3 stars The previous Alan Parsons album, Valid Path (2004), sounded to me so bad that I only gave it one quick listening years ago. Surely I wasn't expecting much of it anyway (I was familiar with the first Project-less album Try Anything Once, which was fairly ok if rather forgettable), but electronica-oriented Valid Path sounded totally wrong and worthless and uninspired. Now the legendary producer is s back with a recent album that I've heard is some sort of return to form -- albeit not in a sense that it would be much progressive like the early albums of The Alan Parsons Project are. So, let's see how this pop album manages to impress me, free of any false prog-expectations.

The instrumental opener 'The Sorcerer's Apprentice' is an orchestrated and pretty cleverly rocked-up version of Paul Dukas' orchestral poem known from the Disney film Fantasia. It certainly has its merits, but it's too pompous to be compared to the atmospheric openers on the APP albums. 'Miracle' is a decent, chorus-repeating pop song comparable to the mediocre Mike + the Mechanics stuff, with vocals by Jason Mraz. 'As Lights Fall' is sung by Parsons himself; the steady bass pulse takes my mind back to the Eye in the Sky era, but nor is this middle-of-the-road song very interesting for repeated listenings.

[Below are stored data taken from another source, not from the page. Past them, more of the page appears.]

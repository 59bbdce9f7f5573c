//! Sound and vibration output port.
//!
//! Feedback is fire-and-forget: sinks may fail, and callers log and drop
//! the error.

use crate::types::{Feedback, Preferences};
use crate::Result;

/// Receives feedback cues
pub trait FeedbackSink {
    fn emit(&mut self, feedback: &Feedback) -> Result<()>;
}

/// Discards everything
#[derive(Clone, Copy, Debug, Default)]
pub struct NullSink;

impl FeedbackSink for NullSink {
    fn emit(&mut self, _feedback: &Feedback) -> Result<()> {
        Ok(())
    }
}

/// Keeps every emitted cue in memory
#[derive(Clone, Debug, Default)]
pub struct RecordingSink {
    pub emitted: Vec<Feedback>,
}

impl FeedbackSink for RecordingSink {
    fn emit(&mut self, feedback: &Feedback) -> Result<()> {
        self.emitted.push(feedback.clone());
        Ok(())
    }
}

/// Strip the parts of `feedback` the user has turned off
///
/// Returns `None` when nothing is left to play.
pub fn filter_for(feedback: &Feedback, preferences: &Preferences) -> Option<Feedback> {
    let filtered = Feedback {
        sound: feedback.sound.filter(|_| preferences.sound_enabled),
        vibration: feedback
            .vibration
            .clone()
            .filter(|_| preferences.vibration_enabled),
    };
    (!filtered.is_empty()).then_some(filtered)
}

#[cfg(test)]
mod tests {
    use super::*;
    use crate::types::{Cue, Vibration};

    #[test]
    fn test_filter_respects_preferences() {
        let feedback = Feedback::new(Cue::Play, Vibration::Pulse(100));
        let mut prefs = Preferences::default();
        assert_eq!(filter_for(&feedback, &prefs), Some(feedback.clone()));

        prefs.sound_enabled = false;
        assert_eq!(
            filter_for(&feedback, &prefs),
            Some(Feedback::vibrate(Vibration::Pulse(100)))
        );

        prefs.vibration_enabled = false;
        assert_eq!(filter_for(&feedback, &prefs), None);
    }

    #[test]
    fn test_vibration_only_dropped_when_disabled() {
        let feedback = Feedback::vibrate(Vibration::Pulse(40));
        let prefs = Preferences {
            vibration_enabled: false,
            ..Preferences::default()
        };
        assert_eq!(filter_for(&feedback, &prefs), None);
    }

    #[test]
    fn test_recording_sink_keeps_order() {
        let mut sink = RecordingSink::default();
        sink.emit(&Feedback::vibrate(Vibration::Pulse(1))).unwrap();
        sink.emit(&Feedback::vibrate(Vibration::Pulse(2))).unwrap();
        assert_eq!(sink.emitted.len(), 2);
        assert_eq!(sink.emitted[1].vibration, Some(Vibration::Pulse(2)));
    }
}
//! Difficulty levels and the timing table they select.
//!
//! Harder levels mean longer holds and shorter rests. The mapping is a fixed
//! table, not a formula.

use crate::{Error, Result};
use serde::{Deserialize, Serialize};
use std::fmt;

const EXERCISE_BY_LEVEL: [u32; 5] = [35, 40, 45, 60, 70];
const SHORT_BREAK_BY_LEVEL: [u32; 5] = [20, 18, 15, 12, 10];
const LONG_BREAK_BY_LEVEL: [u32; 5] = [70, 65, 60, 50, 45];

const LEVEL_LABELS: [&str; 5] = ["Beginner", "Novice", "Intermediate", "Advanced", "Expert"];

/// Countdown before the first exercise, in unscaled seconds
pub const COUNTDOWN_SECONDS: u32 = 10;

/// Ordinal difficulty, 0 (Beginner) through 4 (Expert)
#[derive(Clone, Copy, Debug, Serialize, Deserialize, PartialEq, Eq, PartialOrd, Ord, Hash)]
#[serde(try_from = "u8", into = "u8")]
pub struct Level(u8);

impl Level {
    pub const MAX: u8 = 4;

    pub fn new(value: u8) -> Result<Self> {
        if value > Self::MAX {
            return Err(Error::Config(format!(
                "level must be between 0 and {}, got {}",
                Self::MAX,
                value
            )));
        }
        Ok(Self(value))
    }

    pub fn value(self) -> u8 {
        self.0
    }

    pub fn label(self) -> &'static str {
        LEVEL_LABELS[self.0 as usize]
    }

    pub fn all() -> impl Iterator<Item = Level> {
        (0..=Self::MAX).map(Level)
    }

    /// Timing table entry for this level at the given time scale
    pub fn workout_config(self, time_scale: f64) -> WorkoutConfig {
        let i = self.0 as usize;
        WorkoutConfig {
            exercise_duration: EXERCISE_BY_LEVEL[i],
            short_break: SHORT_BREAK_BY_LEVEL[i],
            long_break: LONG_BREAK_BY_LEVEL[i],
            time_scale,
        }
    }
}

impl Default for Level {
    /// Intermediate
    fn default() -> Self {
        Self(2)
    }
}

impl TryFrom<u8> for Level {
    type Error = Error;

    fn try_from(value: u8) -> Result<Self> {
        Level::new(value)
    }
}

impl From<Level> for u8 {
    fn from(level: Level) -> u8 {
        level.0
    }
}

impl fmt::Display for Level {
    fn fmt(&self, f: &mut fmt::Formatter<'_>) -> fmt::Result {
        write!(f, "{} ({})", self.0, self.label())
    }
}

/// Interval durations for one workout, in seconds
#[derive(Clone, Copy, Debug, Serialize, Deserialize, PartialEq)]
pub struct WorkoutConfig {
    pub exercise_duration: u32,
    pub short_break: u32,
    pub long_break: u32,
    /// Multiplier applied to every interval; 1.0 is real time
    pub time_scale: f64,
}

impl WorkoutConfig {
    /// Convert configured seconds into a tick count
    ///
    /// Rounds up so a workout never ends fractionally early, and never
    /// yields zero ticks.
    pub fn ticks(&self, seconds: u32) -> u32 {
        let scaled = (f64::from(seconds) * self.time_scale).ceil();
        if scaled.is_finite() && scaled >= 1.0 {
            scaled as u32
        } else {
            1
        }
    }

    pub fn countdown_ticks(&self) -> u32 {
        self.ticks(COUNTDOWN_SECONDS)
    }

    /// At least two ticks, so a mirrored hold always reaches its halfway switch
    pub fn exercise_ticks(&self) -> u32 {
        self.ticks(self.exercise_duration).max(2)
    }

    /// Rest after the exercise at `index`
    ///
    /// The break before the final exercise is the long one.
    pub fn break_ticks(&self, index: usize, exercise_count: usize) -> u32 {
        if exercise_count >= 2 && index == exercise_count - 2 {
            self.ticks(self.long_break)
        } else {
            self.ticks(self.short_break)
        }
    }
}

impl Default for WorkoutConfig {
    fn default() -> Self {
        Level::default().workout_config(1.0)
    }
}

#[cfg(test)]
mod tests {
    use super::*;

    #[test]
    fn test_level_table() {
        let expected = [
            (35, 20, 70),
            (40, 18, 65),
            (45, 15, 60),
            (60, 12, 50),
            (70, 10, 45),
        ];
        for (level, (exercise, short, long)) in Level::all().zip(expected) {
            let config = level.workout_config(1.0);
            assert_eq!(config.exercise_duration, exercise);
            assert_eq!(config.short_break, short);
            assert_eq!(config.long_break, long);
        }
    }

    #[test]
    fn test_harder_levels_hold_longer_and_rest_less() {
        let configs: Vec<_> = Level::all().map(|l| l.workout_config(1.0)).collect();
        for pair in configs.windows(2) {
            assert!(pair[1].exercise_duration > pair[0].exercise_duration);
            assert!(pair[1].short_break < pair[0].short_break);
            assert!(pair[1].long_break < pair[0].long_break);
        }
    }

    #[test]
    fn test_level_bounds() {
        assert!(Level::new(4).is_ok());
        assert!(Level::new(5).is_err());
        assert_eq!(Level::default().label(), "Intermediate");
    }

    #[test]
    fn test_level_serde_rejects_out_of_range() {
        let level: Level = serde_json::from_str("3").unwrap();
        assert_eq!(level.value(), 3);
        assert!(serde_json::from_str::<Level>("9").is_err());
    }

    #[test]
    fn test_ticks_round_up() {
        let config = Level::new(2).unwrap().workout_config(0.1);
        // 45 * 0.1 = 4.5 -> 5
        assert_eq!(config.exercise_ticks(), 5);
        assert_eq!(config.countdown_ticks(), 1);

        let tiny = Level::new(0).unwrap().workout_config(0.001);
        assert_eq!(tiny.exercise_ticks(), 2);
        assert_eq!(tiny.countdown_ticks(), 1);
    }

    #[test]
    fn test_long_break_precedes_final_exercise() {
        let config = WorkoutConfig::default();
        for index in 0..8 {
            assert_eq!(config.break_ticks(index, 10), 15);
        }
        assert_eq!(config.break_ticks(8, 10), 60);
    }
}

'One Note Symphony' features the album's main vocalist Todd Cooper (who's well in line with the voices that the Project used to have) to do the robotic one-note vocals. At least this piece steps aside from the dull safety zone! 'Sometimes' is an orchestrated soft rock ballad sung by slightly rasp-voiced Lou Gramm (FOREIGNER). Pleasant. Quite good in fact. The next, calm and slightly melancholic song with beautifully harmonised vocals by Cooper and Parsons, is even better. I also enjoy laid-back 'Fly to Me' in which Mark Mikel has a Lennon-like voice. 'Requiem' has a bluesy/jazzy atmosphere and Todd Cooper is very good on vocals.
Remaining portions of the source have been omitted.